Classic? I don't see how it could have sneaked past modified as a minor classic. It's crude, fatally so, crude by nearly every single measure. Before reading it, I'd picked up somewhere that it was supposed to be funny. A novel about an absurdly lazy man (or an insanely lazy man, as I muttered a few times at the outset, with a hopeful laugh) certainly invites comedy. But this, one of the only qualities that might convince the reader the book is better than it really is, mostly dissipates after the first section, with about 75% of the story to go, disqualifying it as a comic novel. And even here there are intermittent signs of trouble to come: two chapters that end with the ringing of a doorbell, characters who aren't so much people as masks representing different perspectives, who rather conveniently arrive on the same day, one after another after another. 
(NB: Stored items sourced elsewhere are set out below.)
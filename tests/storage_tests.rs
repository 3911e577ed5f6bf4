use filedepot::storage::models::{FileKind, NewFile, ROOT_PARENT};
use filedepot::storage::{Database, FileCreateError, UserCreateError};

fn test_db() -> (tempfile::TempDir, Database) {
    let dir = tempfile::tempdir().unwrap();
    let db = Database::open(dir.path().join("data")).unwrap();
    (dir, db)
}

fn new_file(owner: &str, name: &str, kind: FileKind, parent: Option<&str>) -> NewFile {
    NewFile {
        owner_id: owner.to_string(),
        name: name.to_string(),
        kind,
        parent_id: parent.map(|p| p.to_string()),
        is_public: false,
        local_path: match kind {
            FileKind::Folder => None,
            _ => Some(format!("/tmp/blobs/{name}")),
        },
    }
}

// ============================================================================
// User tests
// ============================================================================

#[test]
fn test_create_and_get_user() {
    let (_dir, db) = test_db();

    let user = db.create_user("alice@example.com", "hash").unwrap();
    assert_eq!(user.email, "alice@example.com");
    assert_eq!(user.password_hash, "hash");

    let by_id = db.get_user(&user.id).unwrap().expect("user should exist");
    assert_eq!(by_id.email, "alice@example.com");

    let by_email = db
        .get_user_by_email("alice@example.com")
        .unwrap()
        .expect("user should resolve by email");
    assert_eq!(by_email.id, user.id);
}

#[test]
fn test_duplicate_email_rejected() {
    let (_dir, db) = test_db();

    db.create_user("bob@example.com", "hash-1").unwrap();
    let result = db.create_user("bob@example.com", "hash-2");
    assert!(matches!(result, Err(UserCreateError::AlreadyExists)));
}

#[test]
fn test_get_user_not_found() {
    let (_dir, db) = test_db();
    assert!(db.get_user("nonexistent").unwrap().is_none());
    assert!(db.get_user_by_email("nobody@example.com").unwrap().is_none());
}

#[test]
fn test_count_users() {
    let (_dir, db) = test_db();
    assert_eq!(db.count_users().unwrap(), 0);

    db.create_user("a@example.com", "h").unwrap();
    db.create_user("b@example.com", "h").unwrap();
    assert_eq!(db.count_users().unwrap(), 2);
}

// ============================================================================
// File catalog tests
// ============================================================================

#[test]
fn test_create_and_get_file() {
    let (_dir, db) = test_db();

    let file = db
        .create_file(new_file("user-1", "notes.txt", FileKind::File, None))
        .unwrap();
    assert_eq!(file.user_id, "user-1");
    assert_eq!(file.parent_id, ROOT_PARENT);
    assert!(!file.is_public);
    assert!(file.local_path.is_some());

    let retrieved = db.get_file(&file.id).unwrap().expect("file should exist");
    assert_eq!(retrieved.name, "notes.txt");
    assert_eq!(retrieved.kind, FileKind::File);
}

#[test]
fn test_get_file_for_owner_scopes_by_owner() {
    let (_dir, db) = test_db();

    let file = db
        .create_file(new_file("user-1", "private.txt", FileKind::File, None))
        .unwrap();

    assert!(db.get_file_for_owner("user-1", &file.id).unwrap().is_some());
    assert!(db.get_file_for_owner("user-2", &file.id).unwrap().is_none());
}

#[test]
fn test_folder_carries_no_content_path() {
    let (_dir, db) = test_db();

    let folder = db
        .create_file(new_file("user-1", "documents", FileKind::Folder, None))
        .unwrap();
    assert_eq!(folder.kind, FileKind::Folder);
    assert!(folder.local_path.is_none());
}

#[test]
fn test_non_folder_requires_content_path() {
    let (_dir, db) = test_db();

    let mut file = new_file("user-1", "data.bin", FileKind::File, None);
    file.local_path = None;
    let result = db.create_file(file);
    assert!(matches!(result, Err(FileCreateError::MissingLocalPath)));
}

#[test]
fn test_empty_name_rejected() {
    let (_dir, db) = test_db();

    let result = db.create_file(new_file("user-1", "", FileKind::Folder, None));
    assert!(matches!(result, Err(FileCreateError::EmptyName)));
}

#[test]
fn test_create_file_under_folder() {
    let (_dir, db) = test_db();

    let folder = db
        .create_file(new_file("user-1", "images", FileKind::Folder, None))
        .unwrap();
    let file = db
        .create_file(new_file(
            "user-1",
            "photo.png",
            FileKind::Image,
            Some(&folder.id),
        ))
        .unwrap();

    assert_eq!(file.parent_id, folder.id);
}

#[test]
fn test_parent_must_exist() {
    let (_dir, db) = test_db();

    let result = db.create_file(new_file(
        "user-1",
        "orphan.txt",
        FileKind::File,
        Some("no-such-id"),
    ));
    assert!(matches!(result, Err(FileCreateError::ParentNotFound)));
}

#[test]
fn test_parent_must_be_a_folder() {
    let (_dir, db) = test_db();

    let file = db
        .create_file(new_file("user-1", "not-a-folder.txt", FileKind::File, None))
        .unwrap();

    let result = db.create_file(new_file(
        "user-1",
        "child",
        FileKind::Folder,
        Some(&file.id),
    ));
    assert!(matches!(result, Err(FileCreateError::ParentNotFolder)));
}

#[test]
fn test_explicit_root_sentinel_parent() {
    let (_dir, db) = test_db();

    let file = db
        .create_file(new_file("user-1", "top.txt", FileKind::File, Some("0")))
        .unwrap();
    assert_eq!(file.parent_id, ROOT_PARENT);
}

#[test]
fn test_list_children_in_insertion_order() {
    let (_dir, db) = test_db();

    let names = ["first.txt", "second.txt", "third.txt"];
    for name in names {
        db.create_file(new_file("user-1", name, FileKind::File, None))
            .unwrap();
    }

    let children = db.list_children("user-1", ROOT_PARENT).unwrap();
    let listed: Vec<&str> = children.iter().map(|f| f.name.as_str()).collect();
    assert_eq!(listed, names);
}

#[test]
fn test_list_children_scoped_to_owner_and_parent() {
    let (_dir, db) = test_db();

    let folder = db
        .create_file(new_file("user-1", "docs", FileKind::Folder, None))
        .unwrap();
    db.create_file(new_file(
        "user-1",
        "inside.txt",
        FileKind::File,
        Some(&folder.id),
    ))
    .unwrap();
    db.create_file(new_file("user-2", "other.txt", FileKind::File, None))
        .unwrap();

    let in_folder = db.list_children("user-1", &folder.id).unwrap();
    assert_eq!(in_folder.len(), 1);
    assert_eq!(in_folder[0].name, "inside.txt");

    // user-1's root holds only the folder; user-2's root only their file
    let u1_root = db.list_children("user-1", ROOT_PARENT).unwrap();
    assert_eq!(u1_root.len(), 1);
    assert_eq!(u1_root[0].name, "docs");

    let u2_root = db.list_children("user-2", ROOT_PARENT).unwrap();
    assert_eq!(u2_root.len(), 1);
    assert_eq!(u2_root[0].name, "other.txt");
}

#[test]
fn test_list_children_empty_for_unknown_parent() {
    let (_dir, db) = test_db();
    assert!(db.list_children("user-1", "nowhere").unwrap().is_empty());
}

#[test]
fn test_pages_partition_the_full_listing() {
    let (_dir, db) = test_db();
    let page_size = 20;

    for i in 0..25 {
        db.create_file(new_file(
            "user-1",
            &format!("file-{i:02}.txt"),
            FileKind::File,
            None,
        ))
        .unwrap();
    }

    let all = db.list_children("user-1", ROOT_PARENT).unwrap();
    assert_eq!(all.len(), 25);

    let page0 = db
        .list_children_page("user-1", ROOT_PARENT, 0, page_size)
        .unwrap();
    let page1 = db
        .list_children_page("user-1", ROOT_PARENT, 1, page_size)
        .unwrap();
    let page2 = db
        .list_children_page("user-1", ROOT_PARENT, 2, page_size)
        .unwrap();

    assert_eq!(page0.len(), 20);
    assert_eq!(page1.len(), 5);
    assert!(page2.is_empty());

    // Union of pages equals the unpaged listing, in order, no gaps or repeats
    let union: Vec<String> = page0
        .iter()
        .chain(page1.iter())
        .map(|f| f.id.clone())
        .collect();
    let full: Vec<String> = all.iter().map(|f| f.id.clone()).collect();
    assert_eq!(union, full);
}

#[test]
fn test_out_of_range_page_is_empty_not_an_error() {
    let (_dir, db) = test_db();
    db.create_file(new_file("user-1", "only.txt", FileKind::File, None))
        .unwrap();

    let far = db
        .list_children_page("user-1", ROOT_PARENT, 99, 20)
        .unwrap();
    assert!(far.is_empty());
}

#[test]
fn test_set_visibility() {
    let (_dir, db) = test_db();

    let file = db
        .create_file(new_file("user-1", "share-me.txt", FileKind::File, None))
        .unwrap();
    assert!(!file.is_public);

    let published = db.set_visibility(&file.id, true).unwrap().unwrap();
    assert!(published.is_public);

    // Idempotent: publishing again changes nothing
    let again = db.set_visibility(&file.id, true).unwrap().unwrap();
    assert!(again.is_public);

    let unpublished = db.set_visibility(&file.id, false).unwrap().unwrap();
    assert!(!unpublished.is_public);
}

#[test]
fn test_set_visibility_unknown_id() {
    let (_dir, db) = test_db();
    assert!(db.set_visibility("nonexistent", true).unwrap().is_none());
}

#[test]
fn test_count_files_includes_folders() {
    let (_dir, db) = test_db();

    db.create_file(new_file("user-1", "dir", FileKind::Folder, None))
        .unwrap();
    db.create_file(new_file("user-1", "a.txt", FileKind::File, None))
        .unwrap();
    assert_eq!(db.count_files().unwrap(), 2);
}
With an abrupt leap, from bedroom to social history, section two is a prolix critique of the village the titular character was born and raised in. It's rife with sweeping generalizations and finally devolves into a petty list of grievances against the country folk (including the offense of saving money). In section three, a woman suddenly appears in Oblomov's life to inspire him to get out of bed, establishing the primary conflict for the rest of the book between the possibilities and uncertainties of love and the easy comforts of lying about, alone, thinking no thoughts at all. 

On the long list of bad writing advice, one of the worst and most commonly uttered entries is: "show, don't tell." Countless books, true classics, are built on telling. ...Thus it falls apart with a nudge. But the central relationships of Oblomov provide the kind of material that allows the questionable line to continue spreading. The romance deepens mostly because it is bluntly, artlessly insisted upon. Characters simply announce that Oblomov is a charming, promising young man and a pure soul. One could, in mounting boredom and annoyance, reasonably demand to be "shown" proof of such claims, in scene and dialogue. But one could just as easily demand improved telling in the form of a more nuanced and detailed story in third-person summary.

Oblomov is didactic, and Oblomov is quite obviously supposed to be a Symbol of the Times, saying of his affliction things such as: "Am I alone in this, however? Look around you. The name of the tribe to which I belong is legion" (159). Come on. What's the difference between the Disease of Oblomovka, as it is coined here to ease him along into becoming shorthand, like Dorian Gray, and the ancient sin of sloth? It's as though no one has ever heard of it. In any case, somewhere within these pages there's a worthwhile message. The best line, a bit of advice, as it happens, is sternly worded by Oblomov's loyal friend Schtoltz. It's simple: Arm yourself with resolution and patiently, but firmly, pursue your way. The problem is that the novel is too inadequate a vehicle for the consequences of not heeding it. 

If that weren't enough, the book concludes on one of my most hated notes, the narrator informing the audience of his intention to write the book we've been reading the whole time. That's right: A lazy ending.